Pharmacokinetic interactions and safety evaluations of coadministered tafenoquine and chloroquine in healthy subjects

Aims The long‐acting 8‐aminoquinoline tafenoquine ( TQ ) coadministered with chloroquine ( CQ ) may radically cure P lasmodium vivax malaria. Coadministration therapy was evaluated for a pharmacokinetic interaction and for pharmacodynamic, safety and tolerability characteristics. Methods Healthy subjects, 18–55 years old, without documented glucose‐6‐phosphate dehydrogenase deficiency, received CQ alone (days 1–2, 600 mg; and day 3, 300 mg), TQ alone (days 2 and 3, 450 mg) or coadministration therapy (day 1, CQ 600 mg; day 2, CQ 600 mg + TQ 450 mg; and day 3, CQ 300 mg + TQ 450 mg) in a randomized, double‐blind, parallel‐group study.
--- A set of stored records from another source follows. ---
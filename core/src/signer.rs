// Licensed to the Apache Software Foundation (ASF) under one
// or more contributor license agreements.  See the NOTICE file
// distributed with this work for additional information
// regarding copyright ownership.  The ASF licenses this file
// to you under the Apache License, Version 2.0 (the
// "License"); you may not use this file except in compliance
// with the License.  You may obtain a copy of the License at
//
//   http://www.apache.org/licenses/LICENSE-2.0
//
// Unless required by applicable law or agreed to in writing,
// software distributed under the License is distributed on an
// "AS IS" BASIS, WITHOUT WARRANTIES OR CONDITIONS OF ANY
// KIND, either express or implied.  See the License for the
// specific language governing permissions and limitations
// under the License.

use crate::{Context, Error, ProvideCredential, Result, SignRequest, SigningCredential};
use std::sync::{Arc, Mutex};

/// Signer is the main struct used to sign the request.
///
/// The loaded credential is cached and reused until it is no longer valid,
/// so signing the same logical request again (for example on every retry
/// attempt) never reloads the credential.
#[derive(Clone, Debug)]
pub struct Signer<K: SigningCredential> {
    ctx: Context,
    loader: Arc<dyn ProvideCredential<Credential = K>>,
    builder: Arc<dyn SignRequest<Credential = K>>,
    credential: Arc<Mutex<Option<K>>>,
}

impl<K: SigningCredential> Signer<K> {
    /// Create a new signer.
    pub fn new(
        ctx: Context,
        loader: impl ProvideCredential<Credential = K>,
        builder: impl SignRequest<Credential = K>,
    ) -> Self {
        Self {
            ctx,

            loader: Arc::new(loader),
            builder: Arc::new(builder),
            credential: Arc::new(Mutex::new(None)),
        }
    }

    /// Sign the request.
    ///
    /// Returns [`crate::ErrorKind::CredentialInvalid`] if no credential could be loaded.
    pub async fn sign(
        &self,
        req: &mut http::request::Parts,
    ) -> Result<()> {
        let cached = self.cached();
        let credential = if cached.is_valid() {
            cached
        } else {
            let loaded = self.loader.provide_credential(&self.ctx).await?;
            if let Ok(mut guard) = self.credential.lock() {
                guard.clone_from(&loaded);
            }
            loaded
        };

        let Some(credential) = credential.filter(|c| c.is_valid()) else {
            return Err(Error::credential_invalid(
                "no valid credential found for signing",
            ));
        };

        self.builder
            .sign_request(&self.ctx, req, Some(&credential))
            .await
    }

    fn cached(&self) -> Option<K> {
        match self.credential.lock() {
            Ok(guard) => guard.clone(),
            Err(_) => None,
        }
    }
}
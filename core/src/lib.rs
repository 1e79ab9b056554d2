// Licensed to the Apache Software Foundation (ASF) under one
// or more contributor license agreements.  See the NOTICE file
// distributed with this work for additional information
// regarding copyright ownership.  The ASF licenses this file
// to you under the Apache License, Version 2.0 (the
// "License"); you may not use this file except in compliance
// with the License.  You may obtain a copy of the License at
//
//   http://www.apache.org/licenses/LICENSE-2.0
//
// Unless required by applicable law or agreed to in writing,
// software distributed under the License is distributed on an
// "AS IS" BASIS, WITHOUT WARRANTIES OR CONDITIONS OF ANY
// KIND, either express or implied.  See the License for the
// specific language governing permissions and limitations
// under the License.

//! Core components for signed, retryable fetching.
//!
//! This crate provides the foundational types and traits shared by the
//! flexfetch crates. It defines the seams that keep transports, credential
//! sources and loggers pluggable.
//!
//! ## Overview
//!
//! - **Context**: A container holding the HTTP transport, environment access and logger
//! - **Traits**: Abstract interfaces for credential loading (`ProvideCredential`) and request signing (`SignRequest`)
//! - **Signer**: Coordinates credential loading and request signing, caching the loaded credential
//!
//! ## Example
//!
//! ```no_run
//! use flexfetch_core::{Context, Result, Signer, ProvideCredential, SignRequest, SigningCredential};
//! use async_trait::async_trait;
//! use http::request::Parts;
//!
//! #[derive(Clone, Debug)]
//! struct MyCredential {
//!     key: String,
//! }
//!
//! impl SigningCredential for MyCredential {
//!     fn is_valid(&self) -> bool {
//!         !self.key.is_empty()
//!     }
//! }
//!
//! #[derive(Debug)]
//! struct MyLoader;
//!
//! #[async_trait]
//! impl ProvideCredential for MyLoader {
//!     type Credential = MyCredential;
//!
//!     async fn provide_credential(&self, _: &Context) -> Result<Option<Self::Credential>> {
//!         Ok(Some(MyCredential { key: "my-key".to_string() }))
//!     }
//! }
//!
//! #[derive(Debug)]
//! struct MyBuilder;
//!
//! #[async_trait]
//! impl SignRequest for MyBuilder {
//!     type Credential = MyCredential;
//!
//!     async fn sign_request(
//!         &self,
//!         _ctx: &Context,
//!         req: &mut Parts,
//!         cred: Option<&Self::Credential>,
//!     ) -> Result<()> {
//!         if let Some(cred) = cred {
//!             req.headers.insert("x-my-key", cred.key.parse()?);
//!         }
//!         Ok(())
//!     }
//! }
//!
//! # async fn example() -> Result<()> {
//! let signer = Signer::new(Context::new(), MyLoader, MyBuilder);
//!
//! let mut parts = http::Request::builder()
//!     .method("GET")
//!     .uri("https://example.com")
//!     .body(())?
//!     .into_parts()
//!     .0;
//!
//! signer.sign(&mut parts).await?;
//! # Ok(())
//! # }
//! ```

// Make sure all our public APIs have docs.
#![warn(missing_docs)]

pub mod hash;
pub mod time;
pub mod utils;

mod context;
pub use context::{
    Context, Env, HttpSend, NoopEnv, NoopHttpSend, OsEnv, ReasonPhrase, StaticEnv,
};
mod error;
pub use error::{Error, ErrorKind, Result};
mod logger;
pub use logger::{Level, LogFacade, Logger, NoopLogger};

mod api;
pub use api::{ProvideCredential, SignRequest, SigningCredential};
mod chain;
pub use chain::ProvideCredentialChain;
mod request;
pub use request::SigningRequest;
mod signer;
pub use signer::Signer;
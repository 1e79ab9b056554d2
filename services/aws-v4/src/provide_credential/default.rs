// Licensed to the Apache Software Foundation (ASF) under one
// or more contributor license agreements.  See the NOTICE file
// distributed with this work for additional information
// regarding copyright ownership.  The ASF licenses this file
// to you under the Apache License, Version 2.0 (the
// "License"); you may not use this file except in compliance
// with the License.  You may obtain a copy of the License at
//
//   http://www.apache.org/licenses/LICENSE-2.0
//
// Unless required by applicable law or agreed to in writing,
// software distributed under the License is distributed on an
// "AS IS" BASIS, WITHOUT WARRANTIES OR CONDITIONS OF ANY
// KIND, either express or implied.  See the License for the
// specific language governing permissions and limitations
// under the License.

use crate::provide_credential::{ConfigCredentialProvider, EnvCredentialProvider};
use crate::{Config, Credential};
use async_trait::async_trait;
use flexfetch_core::{Context, ProvideCredential, ProvideCredentialChain, Result};
use std::sync::Arc;

/// DefaultCredentialProvider is the base credential provider of a process.
///
/// It tries, in order:
///
/// - the access key pair set in [`Config`]
/// - the `AWS_ACCESS_KEY_ID` / `AWS_SECRET_ACCESS_KEY` env values
#[derive(Debug)]
pub struct DefaultCredentialProvider {
    chain: ProvideCredentialChain<Credential>,
}

impl DefaultCredentialProvider {
    /// Create a new DefaultCredentialProvider.
    pub fn new(config: Arc<Config>) -> Self {
        let chain = ProvideCredentialChain::new()
            .push(ConfigCredentialProvider::new(config))
            .push(EnvCredentialProvider::new());

        Self { chain }
    }
}

#[async_trait]
impl ProvideCredential for DefaultCredentialProvider {
    type Credential = Credential;

    async fn provide_credential(&self, ctx: &Context) -> Result<Option<Self::Credential>> {
        self.chain.provide_credential(ctx).await
    }
}

#[cfg(test)]
mod tests {
    use super::*;
    use crate::constants::*;
    use flexfetch_core::StaticEnv;
    use pretty_assertions::assert_eq;
    use std::collections::HashMap;

    fn ctx() -> Context {
        Context::new().with_env(StaticEnv {
            envs: HashMap::from([
                (AWS_ACCESS_KEY_ID.to_string(), "env_access_key".to_string()),
                (
                    AWS_SECRET_ACCESS_KEY.to_string(),
                    "env_secret_key".to_string(),
                ),
            ]),
        })
    }

    #[tokio::test]
    async fn test_default_prefers_config() -> anyhow::Result<()> {
        let loader = DefaultCredentialProvider::new(
            Config {
                access_key_id: Some("config_access_key".to_string()),
                secret_access_key: Some("config_secret_key".to_string()),
                session_token: Some("config_token".to_string()),
                ..Default::default()
            }
            .into(),
        );

        let cred = loader.provide_credential(&ctx()).await?.unwrap();
        assert_eq!(cred.access_key_id, "config_access_key");
        assert_eq!(cred.session_token.as_deref(), Some("config_token"));
        Ok(())
    }

    #[tokio::test]
    async fn test_default_falls_back_to_env() -> anyhow::Result<()> {
        let loader = DefaultCredentialProvider::new(Config::default().into());

        let cred = loader.provide_credential(&ctx()).await?.unwrap();
        assert_eq!(cred.access_key_id, "env_access_key");
        assert_eq!(cred.secret_access_key, "env_secret_key");
        Ok(())
    }

    #[tokio::test]
    async fn test_default_without_any_credential() -> anyhow::Result<()> {
        let loader = DefaultCredentialProvider::new(Config::default().into());

        assert!(loader.provide_credential(&Context::new()).await?.is_none());
        Ok(())
    }
}
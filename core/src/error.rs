// Licensed to the Apache Software Foundation (ASF) under one
// or more contributor license agreements.  See the NOTICE file
// distributed with this work for additional information
// regarding copyright ownership.  The ASF licenses this file
// to you under the Apache License, Version 2.0 (the
// "License"); you may not use this file except in compliance
// with the License.  You may obtain a copy of the License at
//
//   http://www.apache.org/licenses/LICENSE-2.0
//
// Unless required by applicable law or agreed to in writing,
// software distributed under the License is distributed on an
// "AS IS" BASIS, WITHOUT WARRANTIES OR CONDITIONS OF ANY
// KIND, either express or implied.  See the License for the
// specific language governing permissions and limitations
// under the License.

use std::fmt;
use thiserror::Error;

/// The error type for flexfetch operations
#[derive(Error, Debug)]
#[error("{message}")]
pub struct Error {
    kind: ErrorKind,
    message: String,
    #[source]
    source: Option<anyhow::Error>,
    context: Vec<String>,
    retryable: bool,
}

/// The kind of error that occurred
#[derive(Debug, Clone, Copy, PartialEq, Eq)]
pub enum ErrorKind {
    /// Credentials exist but are invalid/malformed
    CredentialInvalid,

    /// Credentials are expired
    CredentialExpired,

    /// Permission denied when accessing credentials
    CredentialDenied,

    /// Request cannot be built or signed (missing required fields, etc.)
    RequestInvalid,

    /// Configuration error (missing fields, invalid values)
    ConfigInvalid,

    /// The request was cancelled by its caller
    Cancelled,

    /// Unexpected errors (network, I/O, service errors, etc.)
    Unexpected,
}

impl Error {
    /// Create a new error with the given kind and message
    pub fn new(kind: ErrorKind, message: impl Into<String>) -> Self {
        Self {
            kind,
            message: message.into(),
            source: None,
            context: Vec::new(),
            retryable: false,
        }
    }

    /// Add a source error
    pub fn with_source(mut self, source: impl Into<anyhow::Error>) -> Self {
        self.source = Some(source.into());
        self
    }

    /// Attach a piece of diagnostic context, like `role_arn: xxx`.
    pub fn with_context(mut self, context: impl Into<String>) -> Self {
        self.context.push(context.into());
        self
    }

    /// Mark whether retrying the failed operation could succeed.
    pub fn set_retryable(mut self, retryable: bool) -> Self {
        self.retryable = retryable;
        self
    }

    /// Get the error kind
    pub fn kind(&self) -> ErrorKind {
        self.kind
    }

    /// Get the error message
    pub fn message(&self) -> &str {
        &self.message
    }

    /// Get the attached context
    pub fn context(&self) -> &[String] {
        &self.context
    }

    /// Check if the failed operation is worth retrying
    pub fn is_retryable(&self) -> bool {
        self.retryable
    }

    /// Check if this is a credential error
    pub fn is_credential_error(&self) -> bool {
        matches!(
            self.kind,
            ErrorKind::CredentialInvalid
                | ErrorKind::CredentialExpired
                | ErrorKind::CredentialDenied
        )
    }

    /// Check if the request was cancelled
    pub fn is_cancelled(&self) -> bool {
        self.kind == ErrorKind::Cancelled
    }
}

// Convenience constructors
impl Error {
    /// Create a credential invalid error
    pub fn credential_invalid(message: impl Into<String>) -> Self {
        Self::new(ErrorKind::CredentialInvalid, message)
    }

    /// Create a credential expired error
    pub fn credential_expired(message: impl Into<String>) -> Self {
        Self::new(ErrorKind::CredentialExpired, message)
    }

    /// Create a credential denied error
    pub fn credential_denied(message: impl Into<String>) -> Self {
        Self::new(ErrorKind::CredentialDenied, message)
    }

    /// Create a request invalid error
    pub fn request_invalid(message: impl Into<String>) -> Self {
        Self::new(ErrorKind::RequestInvalid, message)
    }

    /// Create a config invalid error
    pub fn config_invalid(message: impl Into<String>) -> Self {
        Self::new(ErrorKind::ConfigInvalid, message)
    }

    /// Create a cancelled error
    pub fn cancelled(message: impl Into<String>) -> Self {
        Self::new(ErrorKind::Cancelled, message)
    }

    /// Create an unexpected error
    pub fn unexpected(message: impl Into<String>) -> Self {
        Self::new(ErrorKind::Unexpected, message)
    }
}

impl fmt::Display for ErrorKind {
    fn fmt(&self, f: &mut fmt::Formatter<'_>) -> fmt::Result {
        match self {
            ErrorKind::CredentialInvalid => write!(f, "invalid credentials"),
            ErrorKind::CredentialExpired => write!(f, "expired credentials"),
            ErrorKind::CredentialDenied => write!(f, "credential access denied"),
            ErrorKind::RequestInvalid => write!(f, "invalid request"),
            ErrorKind::ConfigInvalid => write!(f, "invalid configuration"),
            ErrorKind::Cancelled => write!(f, "cancelled"),
            ErrorKind::Unexpected => write!(f, "unexpected error"),
        }
    }
}

/// Convenience type alias for Results
pub type Result<T> = std::result::Result<T, Error>;

// Common From implementations
impl From<anyhow::Error> for Error {
    fn from(err: anyhow::Error) -> Self {
        Self::unexpected(err.to_string()).with_source(err)
    }
}

impl From<std::fmt::Error> for Error {
    fn from(err: std::fmt::Error) -> Self {
        Self::unexpected(err.to_string()).with_source(err)
    }
}

impl From<http::Error> for Error {
    fn from(err: http::Error) -> Self {
        Self::request_invalid(err.to_string()).with_source(err)
    }
}

impl From<http::header::InvalidHeaderValue> for Error {
    fn from(err: http::header::InvalidHeaderValue) -> Self {
        Self::request_invalid(err.to_string()).with_source(err)
    }
}

impl From<http::header::InvalidHeaderName> for Error {
    fn from(err: http::header::InvalidHeaderName) -> Self {
        Self::request_invalid(err.to_string()).with_source(err)
    }
}

impl From<http::header::ToStrError> for Error {
    fn from(err: http::header::ToStrError) -> Self {
        Self::request_invalid(err.to_string()).with_source(err)
    }
}

impl From<http::method::InvalidMethod> for Error {
    fn from(err: http::method::InvalidMethod) -> Self {
        Self::request_invalid(err.to_string()).with_source(err)
    }
}

impl From<http::uri::InvalidUri> for Error {
    fn from(err: http::uri::InvalidUri) -> Self {
        Self::request_invalid(err.to_string()).with_source(err)
    }
}

impl From<http::uri::InvalidUriParts> for Error {
    fn from(err: http::uri::InvalidUriParts) -> Self {
        Self::request_invalid(err.to_string()).with_source(err)
    }
}

impl From<url::ParseError> for Error {
    fn from(err: url::ParseError) -> Self {
        Self::request_invalid(err.to_string()).with_source(err)
    }
}

impl From<serde_json::Error> for Error {
    fn from(err: serde_json::Error) -> Self {
        Self::request_invalid(err.to_string()).with_source(err)
    }
}

impl From<std::io::Error> for Error {
    fn from(err: std::io::Error) -> Self {
        Self::unexpected(err.to_string()).with_source(err)
    }
}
Blood samples for pharmacokinetic and pharmacodynamic analyses and safety data, including electrocardiograms, were collected for 56 days. Results The coadministration of CQ + TQ had no effect on TQ AUC 0– t , AUC 0–∞ , T max or t 1/2 . The 90% confidence intervals of CQ + TQ   vs .  TQ for AUC 0– t , AUC 0–∞ and t 1/2 indicated no drug interaction. On day 2 of CQ + TQ coadministration, TQ C max and AUC 0–24 increased by 38% (90% confidence interval 1.27, 1.64) and 24% (90% confidence interval 1.04, 1.46), respectively. The pharmacokinetics of CQ and its primary metabolite desethylchloroquine were not affected by TQ . Coadministration had no clinically significant effect on QT intervals and was well tolerated. Conclusions No clinically significant safety or pharmacokinetic/pharmacodynamic interactions were observed with coadministered CQ and TQ in healthy subjects.